The Hippo


Apr 18, 2019








Academy Award nominee Genevieve Bujold and Seamus Davey-Fitzpatrick (Moonrise Kingdom) in Jay Craven’s film, Northern Borders. Willow O’Feral photo.

See Northern Borders

Wilton Town Hall Theatre (40 Main St., Wilton): Thursday, Aug. 7, at 7:30 p.m.
Henniker Community Center (17 Main St., Henniker): Friday, Aug. 8, at 7:30 p.m.
Red River Theatres (11 S. Main St., Concord): Thursday, Aug. 21, through Sunday, Aug. 24, 7 p.m. (Craven will attend Aug. 21)
Warner Town Hall (15 Flanders Memorial Road, Weare): Saturday, Sept. 20, at 7 p.m.
For more New Hampshire showings, visit

Stories of us
Northern Borders keeps it in New England

By Kelly Sennott

 “If we rely on Hollywood to tell all stories, they won’t tell stories about us,” said Northern Borders screenwriter and director Jay Craven in a phone interview last week. “I feel like we have good stories in New England and that we can make good films in New England.”

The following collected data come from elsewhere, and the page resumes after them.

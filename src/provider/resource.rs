// Copyright 2026, Jeroen van Erp <jeroen@geeko.me>
// SPDX-License-Identifier: Apache-2.0

//! Lifecycle of a managed resource on top of the typed adapter.

use crate::adapter::{OperationOptions, TypedResourceAdapter};
use crate::error::{AdapterError, Result};
use crate::provider::state::ResourceState;
use crate::types::{ResourceDescriptor, ResourceIdentity};
use tokio_util::sync::CancellationToken;
use tracing::{debug, info, instrument, warn};

/// Outcome of comparing prior state with a desired configuration
#[derive(Debug, Clone, PartialEq, Eq)]
pub enum ChangePlan {
    Create,
    NoOp,
    Update,
    /// Name or namespace changed: delete `from`, then create `to`
    Replace {
        from: ResourceIdentity,
        to: ResourceIdentity,
    },
}

pub struct ResourceHandler {
    adapter: TypedResourceAdapter,
}

impl ResourceHandler {
    pub fn new(adapter: TypedResourceAdapter) -> Self {
        Self { adapter }
    }

    pub fn descriptor(&self) -> &ResourceDescriptor {
        self.adapter.descriptor()
    }

    fn options(&self, state: &ResourceState) -> OperationOptions {
        self.adapter
            .context()
            .options(state.field_manager.as_deref(), state.force_conflicts)
            .with_wait_for(state.wait_for.clone())
    }

    fn identity(&self, state: &ResourceState) -> Result<ResourceIdentity> {
        match state.id.as_deref() {
            Some(id) => self.descriptor().parse_import_id(id),
            None => self.descriptor().identity_of(&state.to_document()),
        }
    }

    /// Apply the planned state and wait for its conditions
    #[instrument(skip(self, plan, cancel), fields(kind = self.descriptor().kind))]
    pub async fn create(
        &self,
        plan: &ResourceState,
        cancel: &CancellationToken,
    ) -> Result<ResourceState> {
        let identity = self.descriptor().identity_of(&plan.to_document())?;
        let options = self.options(plan);

        let stored = self.adapter.create(&plan.to_document(), &options).await?;
        self.adapter.wait(&identity, &options, cancel).await?;

        info!("Created {} {}", self.descriptor().kind, identity);
        Ok(plan.clone().with_stored(stored, identity.to_string()))
    }

    /// Refresh state from the cluster; `None` when the object was removed externally
    #[instrument(skip(self, state), fields(kind = self.descriptor().kind))]
    pub async fn read(&self, state: &ResourceState) -> Result<Option<ResourceState>> {
        let identity = self.identity(state)?;
        match self.adapter.read(&identity).await? {
            Some(stored) => Ok(Some(state.clone().with_stored(stored, identity.to_string()))),
            None => {
                warn!(
                    "{} {} no longer exists, dropping it from state",
                    self.descriptor().kind,
                    identity
                );
                Ok(None)
            }
        }
    }

    /// Apply a changed configuration to an existing object
    #[instrument(skip(self, prior, plan, cancel), fields(kind = self.descriptor().kind))]
    pub async fn update(
        &self,
        prior: &ResourceState,
        plan: &ResourceState,
        cancel: &CancellationToken,
    ) -> Result<ResourceState> {
        let from = self.identity(prior)?;
        let to = self.descriptor().identity_of(&plan.to_document())?;
        if from != to {
            return Err(AdapterError::IdentityChanged {
                from: from.to_string(),
                to: to.to_string(),
            });
        }

        let options = self.options(plan);
        let stored = self.adapter.update(&plan.to_document(), &options).await?;
        self.adapter.wait(&to, &options, cancel).await?;

        Ok(plan.clone().with_stored(stored, to.to_string()))
    }

    #[instrument(skip(self, state), fields(kind = self.descriptor().kind))]
    pub async fn delete(&self, state: &ResourceState) -> Result<()> {
        let identity = self.identity(state)?;
        self.adapter.delete(&identity).await
    }

    /// Adopt an existing object given `name` or `namespace/name`
    #[instrument(skip(self), fields(kind = self.descriptor().kind))]
    pub async fn import(&self, id: &str) -> Result<ResourceState> {
        let identity = self.descriptor().parse_import_id(id)?;
        let stored = self
            .adapter
            .read(&identity)
            .await?
            .ok_or_else(|| AdapterError::NotFound {
                kind: self.descriptor().kind.to_string(),
                identity: identity.to_string(),
            })?;

        info!("Imported {} {}", self.descriptor().kind, identity);
        Ok(ResourceState::default().with_stored(stored, identity.to_string()))
    }

    /// Decide how to move from `prior` state to the `desired` configuration
    pub fn plan(&self, prior: Option<&ResourceState>, desired: &ResourceState) -> Result<ChangePlan> {
        let to = self.descriptor().identity_of(&desired.to_document())?;
        let Some(prior) = prior else {
            return Ok(ChangePlan::Create);
        };

        let from = self.identity(prior)?;
        if from != to {
            debug!("Identity of {} changes from {} to {}", self.descriptor().kind, from, to);
            return Ok(ChangePlan::Replace { from, to });
        }

        let unchanged = prior.metadata.labels == desired.metadata.labels
            && prior.metadata.annotations == desired.metadata.annotations
            && prior.spec == desired.spec
            && prior.field_manager == desired.field_manager
            && prior.force_conflicts == desired.force_conflicts
            && prior.wait_for == desired.wait_for;

        Ok(if unchanged {
            ChangePlan::NoOp
        } else {
            ChangePlan::Update
        })
    }
}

In his filmmaking, Craven tells New England stories in New England places. At the time of the call, he was readying for a 100-town New England tour for his film based on the book Northern Borders by Vermont author Howard Frank Mosher. The movie was shot in New England and New Hampshire, and the tour hits our region starting in Wilton Aug. 7. 
The film stars Academy Award nominees Bruce Dern (from Nebraska, who later said Northern Borders helped him cinch that role), Geneviève Bujold (Anne of a Thousand Days, King of Hearts) and Seamus Davey Fitzpatrick (Moonrise Kingdom and Before Midnight).
Northern Borders is a coming-of-age film about 10-year-old Austen Kittredge, who is sent to live on his grandparents’ Vermont farm in 1956. The area is popping with eccentric people (including his grandparents, whose marriage is known as the Forty Years War). Kittredge, after a failed escape attempt, finds himself with no choice but to endure life here — but ends up experiencing wild adventures and uncovering family secrets.
This marks Craven’s sixth feature film, his fourth based on a Mosher book. Craven admires the author’s work for his larger-than-life characters, ironic humor and sense of place.
“He is also respected and known, and it opens doors for people willing to donate and come see the movie because some of them read the books,” Craven said.
Craven, who teaches at Marlboro College in Vermont, tried a new tactic in making this film. Past methods, he decided, wouldn’t cut it.
“In 2007, I made a film [called Disappearances]. The film was distributed pretty well,” Craven said. “I made it on a budget of $2 million and got a return of $300,000, despite the fact of it having a good release.”
This time around, Craven formed a collaboration between his nonprofit, Kingdom County Productions, and Marlboro College. He created a semester-long intensive, and alongside 20 film professionals, he invited 34 students from 15 colleges to be part of the project. Marlboro put up half the budget and supplied the dorms the cast and crew slept in during filming. Craven raised the rest.
The semester started at the Sundance Film Festival and was followed by seven weeks of literature, film study, production management, screenwriting and directing classes, which prepared for the film’s making in 2012.
“It’s a new mode of production for me, based on the idea of sustainable, place-based Northern New England filmmaking, which is a tough concept. It combined two things that are very important to me [filmmaking and teaching], and I was thrilled with the process and the outcome,” Craven said. (In fact, he shot his next film, Peter and John, the same way in Nantucket. It hasn’t yet been released.)
Craven’s new method cut costs significantly. Northern Borders cost $500,000 to make.
“That was huge,” Craven said. “But I was also working alongside students and professionals committed to the students, which I think was the most rewarding. Nobody went in thinking they knew everything.” 
There isn’t a program like it in the country — the students weren’t getting coffee, but were sound mixers, costume designers and camera operators. 
“I think it gave the actors a new energy as well. For them, it wasn’t just a gig; it became a process they found pretty interesting. Bruce Dern is a guy who loves to tell stories, and he’d be telling stories to students all the time,” Craven said. “We really formed a dynamic and open-minded, creative community that in many ways felt fresh and productive.” 
As seen in the August 7, 2014 issue of the Hippo.